To investigate the analgesia of a continuous transversus abdominis plane (TAP) block over the first 24 postoperative hours in renal transplanted patients.

Patients and methods

This prospective randomized study included 40 adult patients scheduled for living-related kidney transplantation. They were randomized into two equal groups: group I underwent a ultrasound-guided continuous TAP block with 20 ml bupivacaine 0.5% bolus, followed by a continuous infusion of 10 ml/h of bupivacaine (0.25%) for 24 h and group II received the same block with the same volume and infusion rate as isotonic saline. Pain at rest and on sitting, sedation, and nausea and vomiting were assessed at 2, 6, 12, and 24 h postoperatively. The total intraoperative analgesic requirement, time for the first request for analgesia, and total postoperative meperidine over 24 h were assessed.

Results

Postoperative Visual Analogue Scale scores at rest were significantly lower in the Bupivacaine group between 2 and 12 h postoperatively and Visual Analogue Scale scores on movement were significantly lower in the Bupivacaine group at 2, 6, 12, and 24 h postoperatively.
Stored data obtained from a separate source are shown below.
//! Progress reporting.
//!
//! Tasks and processes report progress to any number of watchers, each identified by a [`Port`]. Events are plain
//! [`Message`]s, so a watcher can be anything that drains a port: a receiver, a UI loop, or a [`ProgressMonitor`]
//! pumped by hand.
//!
//! Every watch receives exactly one terminal event ([`ProgressEvent::Complete`] or [`ProgressEvent::Cancelled`]), and
//! nothing after it.
use std::fmt;

use indexmap::IndexMap;

use crate::{Message, Port, Process, Task, TaskId, Value};

const SOURCE_FIELD: &str = "source";

mod code {
    pub const COMPLETE: i32 = 0;
    pub const CANCELLED: i32 = 1;
    pub const PROCESSED_ITEMS: i32 = 2;
    pub const TOTAL_ITEMS: i32 = 3;
    pub const FRACTION: i32 = 4;
    pub const TITLE: i32 = 5;
}

/// A progress event.
#[derive(Clone, Debug, PartialEq)]
pub enum ProgressEvent {
    /// The source finished.
    Complete,

    /// The source was canceled.
    Cancelled,

    /// Number of items processed so far.
    ProcessedItems(usize),

    /// Number of items enqueued so far.
    TotalItems(usize),

    /// Completed fraction, between 0 and 1.
    Fraction(f32),

    /// New title of the source.
    Title(String),
}

impl ProgressEvent {
    /// Returns `true` if this is a terminal event.
    pub fn is_terminal(&self) -> bool {
        matches!(self, ProgressEvent::Complete | ProgressEvent::Cancelled)
    }

    /// Encodes the event, emitted by `source`, as a message.
    pub fn into_message(self, source: TaskId) -> Message {
        let mut message = match self {
            ProgressEvent::Complete => Message::new(code::COMPLETE),
            ProgressEvent::Cancelled => Message::new(code::CANCELLED),
            ProgressEvent::ProcessedItems(n) => Message::with_data(code::PROCESSED_ITEMS, n as i64),
            ProgressEvent::TotalItems(n) => Message::with_data(code::TOTAL_ITEMS, n as i64),
            ProgressEvent::Fraction(f) => Message::with_data(code::FRACTION, f),
            ProgressEvent::Title(title) => Message::with_data(code::TITLE, title),
        };
        message.set_long(SOURCE_FIELD, source.as_u64() as i64);
        message
    }

    /// Decodes a message produced by [`into_message`][Self::into_message].
    ///
    /// Returns `None` if the message is not a progress event.
    pub fn from_message(message: &Message) -> Option<(TaskId, ProgressEvent)> {
        let source = match message.get_value(SOURCE_FIELD)? {
            Value::Long(id) => TaskId::from_u64(*id as u64),
            _ => return None,
        };

        let event = match (message.what(), message.get_data()) {
            (code::COMPLETE, _) => ProgressEvent::Complete,
            (code::CANCELLED, _) => ProgressEvent::Cancelled,
            (code::PROCESSED_ITEMS, Some(Value::Long(n))) => ProgressEvent::ProcessedItems(*n as usize),
            (code::TOTAL_ITEMS, Some(Value::Long(n))) => ProgressEvent::TotalItems(*n as usize),
            (code::FRACTION, Some(Value::Float(f))) => ProgressEvent::Fraction(*f),
            (code::TITLE, Some(Value::String(title))) => ProgressEvent::Title(title.clone()),
            _ => return None,
        };

        Some((source, event))
    }
}

/// What status updates a watch receives.
#[derive(Clone, Copy, Debug, Default, Eq, PartialEq)]
pub enum WatchMode {
    /// Processed and total item counts.
    #[default]
    ItemCount,

    /// Completed fraction.
    Percentage,
}

/// Point-in-time item counts of a process.
#[derive(Clone, Copy, Debug, Default, PartialEq)]
pub(crate) struct Snapshot {
    pub processed: usize,
    pub total: usize,
    pub fraction: Option<f32>,
}

impl Snapshot {
    pub fn fraction(&self) -> f32 {
        let fraction = self.fraction.unwrap_or_else(|| {
            if self.total == 0 {
                0.0
            } else {
                self.processed as f32 / self.total as f32
            }
        });
        fraction.clamp(0.0, 1.0)
    }
}

/// A registered watcher.
#[derive(Clone, Debug)]
pub(crate) struct Watch {
    port: Port,
    mode: WatchMode,
    title: Option<String>,
}

impl Watch {
    pub fn new(port: Port, mode: WatchMode) -> Self {
        Self { port, mode, title: None }
    }

    /// Sets the title reported when the watch is registered.
    ///
    /// Captured when the watch is requested, so later title changes reach the watch as updates instead.
    pub fn with_title(mut self, title: String) -> Self {
        self.title = Some(title).filter(|title| !title.is_empty());
        self
    }

    pub fn send_initial_title(&self, source: TaskId) {
        if let Some(title) = &self.title {
            self.send(source, ProgressEvent::Title(title.clone()));
        }
    }

    pub fn send(&self, source: TaskId, event: ProgressEvent) {
        self.port.post(event.into_message(source));
    }

    pub fn send_status(&self, source: TaskId, snapshot: &Snapshot) {
        match self.mode {
            WatchMode::ItemCount => {
                self.send(source, ProgressEvent::ProcessedItems(snapshot.processed));
                self.send(source, ProgressEvent::TotalItems(snapshot.total));
            }
            WatchMode::Percentage => self.send(source, ProgressEvent::Fraction(snapshot.fraction())),
        }
    }
}

/// Registers a watch on `process` and every process downstream of it.
///
/// Returns the number of processes watched.
pub fn watch_chain(process: &Process, port: &Port, mode: WatchMode) -> usize {
    let mut count = 0;
    let mut current = Some(process.clone());
    while let Some(process) = current {
        process.add_watch(port, mode);
        count += 1;
        current = process.successor();
    }
    count
}

/// Accumulated progress of one source.
///
/// Applying events is idempotent, and everything after the first terminal event is ignored.
#[derive(Clone, Debug, PartialEq)]
pub struct ProgressWatch {
    source: TaskId,
    title: Option<String>,
    processed: usize,
    total: usize,
    fraction: Option<f32>,
    complete: bool,
    cancelled: bool,
}

impl ProgressWatch {
    /// Creates an empty watch of `source`.
    pub fn new(source: TaskId) -> Self {
        Self {
            source,
            title: None,
            processed: 0,
            total: 0,
            fraction: None,
            complete: false,
            cancelled: false,
        }
    }

    /// Applies an event.
    ///
    /// Returns `false` if the event was ignored because the watch already saw a terminal event.
    pub fn apply(&mut self, event: &ProgressEvent) -> bool {
        if self.is_terminal() {
            return false;
        }

        match event {
            ProgressEvent::Complete => self.complete = true,
            ProgressEvent::Cancelled => self.cancelled = true,
            ProgressEvent::ProcessedItems(n) => self.processed = *n,
            ProgressEvent::TotalItems(n) => self.total = *n,
            ProgressEvent::Fraction(f) => self.fraction = Some(*f),
            ProgressEvent::Title(title) => self.title = Some(title.clone()),
        }
        true
    }

    /// Returns the source of the events.
    pub fn source(&self) -> TaskId {
        self.source
    }

    /// Returns the last reported title.
    pub fn title(&self) -> Option<&str> {
        self.title.as_deref()
    }

    /// Returns the last reported number of processed items.
    pub fn processed_items(&self) -> usize {
        self.processed
    }

    /// Returns the last reported number of total items.
    pub fn total_items(&self) -> usize {
        self.total
    }

    /// Returns the completed fraction.
    ///
    /// A completed source is always at 1. Otherwise, an explicitly reported fraction wins over the item counts.
    pub fn fraction(&self) -> f32 {
        if self.complete {
            return 1.0;
        }
        Snapshot {
            processed: self.processed,
            total: self.total,
            fraction: self.fraction,
        }
        .fraction()
    }

    /// Returns `true` if the source finished.
    pub fn is_complete(&self) -> bool {
        self.complete
    }

    /// Returns `true` if the source was canceled.
    pub fn is_cancelled(&self) -> bool {
        self.cancelled
    }

    /// Returns `true` if a terminal event was seen.
    pub fn is_terminal(&self) -> bool {
        self.complete || self.cancelled
    }
}

impl fmt::Display for ProgressWatch {
    fn fmt(&self, f: &mut fmt::Formatter<'_>) -> fmt::Result {
        let state = if self.complete {
            "complete"
        } else if self.cancelled {
            "cancelled"
        } else {
            "running"
        };
        write!(
            f,
            "{} [{}/{}] {:.0}% {}",
            self.title.as_deref().unwrap_or("task"),
            self.processed,
            self.total,
            self.fraction() * 100.0,
            state
        )
    }
}

/// Tracks the progress of a set of tasks and processes through a single port.
///
/// The monitor does not run on its own: call [`pump`][Self::pump] to apply pending events.
pub struct ProgressMonitor {
    port: Port,
    mode: WatchMode,
    watches: IndexMap<TaskId, ProgressWatch>,
    tasks: Vec<Task>,
}

impl ProgressMonitor {
    /// Creates a monitor whose watches report in the given mode.
    pub fn new(mode: WatchMode) -> Self {
        Self {
            port: Port::new(),
            mode,
            watches: IndexMap::new(),
            tasks: Vec::new(),
        }
    }

    /// Returns the port events are posted to.
    pub fn port(&self) -> &Port {
        &self.port
    }

    /// Starts watching a task.
    pub fn watch_task(&mut self, task: &Task) {
        if self.watches.contains_key(&task.id()) {
            return;
        }
        self.watches.insert(task.id(), ProgressWatch::new(task.id()));
        self.tasks.push(task.clone());
        task.add_watch(&self.port, self.mode);
    }

    /// Starts watching a process.
    pub fn watch_process(&mut self, process: &Process) {
        self.watch_task(process.as_task());
    }

    /// Starts watching a process and every process downstream of it.
    pub fn watch_process_chain(&mut self, process: &Process) {
        let mut current = Some(process.clone());
        while let Some(process) = current {
            self.watch_process(&process);
            current = process.successor();
        }
    }

    /// Applies every pending event, returning how many were applied.
    pub fn pump(&mut self) -> usize {
        let mut applied = 0;
        while let Some(message) = self.port.pop() {
            let Some((source, event)) = ProgressEvent::from_message(&message) else {
                continue;
            };
            let watch = self
                .watches
                .entry(source)
                .or_insert_with(|| ProgressWatch::new(source));
            if watch.apply(&event) {
                applied += 1;
            }
        }
        applied
    }

    /// Returns every watch, in registration order.
    pub fn watches(&self) -> impl Iterator<Item = &ProgressWatch> {
        self.watches.values()
    }

    /// Returns the watch of the given source.
    pub fn watch(&self, source: TaskId) -> Option<&ProgressWatch> {
        self.watches.get(&source)
    }

    /// Returns `true` if every watched source reached a terminal state, and no watched process still has a
    /// successor running.
    pub fn is_finished(&self) -> bool {
        self.watches.values().all(ProgressWatch::is_terminal)
            && self
                .tasks
                .iter()
                .filter_map(Task::as_process)
                .all(|process| process.successor().map_or(true, |successor| successor.is_terminal()))
    }

    /// Cancels every watched source.
    pub fn cancel(&self) {
        for task in &self.tasks {
            task.cancel();
        }
    }
}

impl fmt::Debug for ProgressMonitor {
    fn fmt(&self, f: &mut fmt::Formatter<'_>) -> fmt::Result {
        f.debug_struct("ProgressMonitor")
            .field("mode", &self.mode)
            .field("watches", &self.watches.len())
            .finish()
    }
}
Postoperative sedation scores were significantly higher in the Control group at 4 and 6 h. The total meperidine requirement was significantly higher in the Control group (161±31 mg) compared with the Bupivacaine group (57±30 mg) (P<0.001). There was no significant effect of TAP on postoperative nausea.

Conclusion

TAP block appears to be a good alternative for postoperative analgesia following living-related kidney transplantation. It reduced pain scores and opioid consumption in the first 24 h.